International recognition for pregnancy research
8 February 2017
Researchers from the HRB-funded Perinatal Ireland scoop two major honours at the word's most prestigious obstetric research meeting, the Society for Maternal Fetal Medicine (SMFM) annual clinical meeting in the USA.
Dr Daniel Galvin was awarded Best Oral Research Presentation in the field of Clinical Obstetrics at the meeting in Las Vegas, Nevada. The SMFM Meeting receives over 2000 research submissions every year from all over the world, with only 100 being selected for oral presentation during the week-long conference.
Dr Karen Flood, Consultant in Obstetrics and Gynaecology in the Rotunda Hospital and RCSI, also, was honoured by the American Journal of Obstetrics and Gynaecology during the meeting’s awards ceremony. Her paper, 'The role of brain sparing in the prediction of adverse outcomes in intrauterine growth restriction: results of the multicenter PORTO Study' was selected by the journal as one of its top cited papers in the last several years.

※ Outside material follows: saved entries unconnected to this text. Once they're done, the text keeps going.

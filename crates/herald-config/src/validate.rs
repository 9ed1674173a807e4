//! Post-merge configuration validation.

use crate::error::{ConfigError, ConfigResult};
use crate::types::Config;

const DELIVERY_MODES: [&str; 2] = ["propagate", "isolate"];
const LOG_LEVELS: [&str; 5] = ["trace", "debug", "info", "warn", "error"];
const LOG_FORMATS: [&str; 3] = ["pretty", "compact", "json"];
const ROTATIONS: [&str; 3] = ["daily", "hourly", "never"];

/// Validate a fully-merged configuration.
///
/// # Errors
///
/// Returns the first validation error found.
pub fn validate(config: &Config) -> ConfigResult<()> {
    one_of("bus.delivery", &config.bus.delivery, &DELIVERY_MODES)?;
    one_of("logging.level", &config.logging.level, &LOG_LEVELS)?;
    one_of("logging.format", &config.logging.format, &LOG_FORMATS)?;
    one_of("logging.rotation", &config.logging.rotation, &ROTATIONS)?;

    if config.logging.file_prefix.trim().is_empty() {
        return Err(ConfigError::ValidationError {
            field: "logging.file_prefix".to_owned(),
            message: "must not be empty".to_owned(),
        });
    }

    Ok(())
}

fn one_of(field: &str, value: &str, allowed: &[&str]) -> ConfigResult<()> {
    if allowed.contains(&value) {
        return Ok(());
    }
    Err(ConfigError::ValidationError {
        field: field.to_owned(),
        message: format!(
            "unsupported value '{value}'; expected one of: {}",
            allowed.join(", ")
        ),
    })
}
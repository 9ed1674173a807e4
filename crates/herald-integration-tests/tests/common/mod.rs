//! Shared helpers for integration tests.

#![allow(dead_code)]

use std::sync::{Arc, Mutex};

use herald_events::{Callback, callback};

/// Ordered record of callback invocations.
#[derive(Clone, Default)]
pub struct CallLog(Arc<Mutex<Vec<String>>>);

impl CallLog {
    pub fn new() -> Self {
        Self::default()
    }

    /// A callback that records `"{label}({payload})"`.
    pub fn recorder(&self, label: &str) -> Callback<String> {
        let log = Arc::clone(&self.0);
        let label = label.to_owned();
        callback(move |payload: &String| {
            log.lock().unwrap().push(format!("{label}({payload})"));
        })
    }

    pub fn calls(&self) -> Vec<String> {
        self.0.lock().unwrap().clone()
    }
}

Graham Love, Chief Executive at the Health Research Board commented, 'If ever proof was needed of just how good Irish research and Irish researchers are on the world stage, this is it. Not only will Irish mothers and babies benefit from this research, but it will have global influence too. That's a good day at the office'.
Dr Galvin said of his award 'It is great to get recognition of the research that is being done in Ireland on the international stage and to see how Irish research is being used to change pregnancy management internationally. Further investment in research networks, such as Perinatal Ireland, should continue to improve pregnancy outcomes for women and babies'.
Dr Galvin presented on results from the Perinatal Ireland multicenter GENESIS study, which investigated methods of predicting in advance which women will have a straight-forward normal vaginal delivery or which will have a complicated labour. The team specifically focused on whether ultrasound measurement of fetal head circumference (FHC) in combination with other measurements from the mother can identify women who might need an unplanned caesarean section once labour has begun. Dr Galvin analysed the accuracy of prenatal ultrasound for predicting an above average birth weight, called fetal macrosomia, and found that the ultrasound’s accuracy is limited. He concluded that decisions to intervene in an otherwise normal pregnancy for suspected macrosomia predicted by ultrasound should be made cautiously and alternative prediction tools for adverse obstetric outcomes should be developed. He also demonstrated that whenever a patient has an ultrasound that suggests the baby is a large size, there is a significant risk of a range of adverse delivery outcomes, including emergency cesarean section, forceps delivery and difficult vaginal lacerations.
Dr Flood’s research examined the role of a method of Doppler ultrasound of the baby in the prediction of poor pregnancy outcome and found that it was significantly associated with poor outcome in these pregnancies.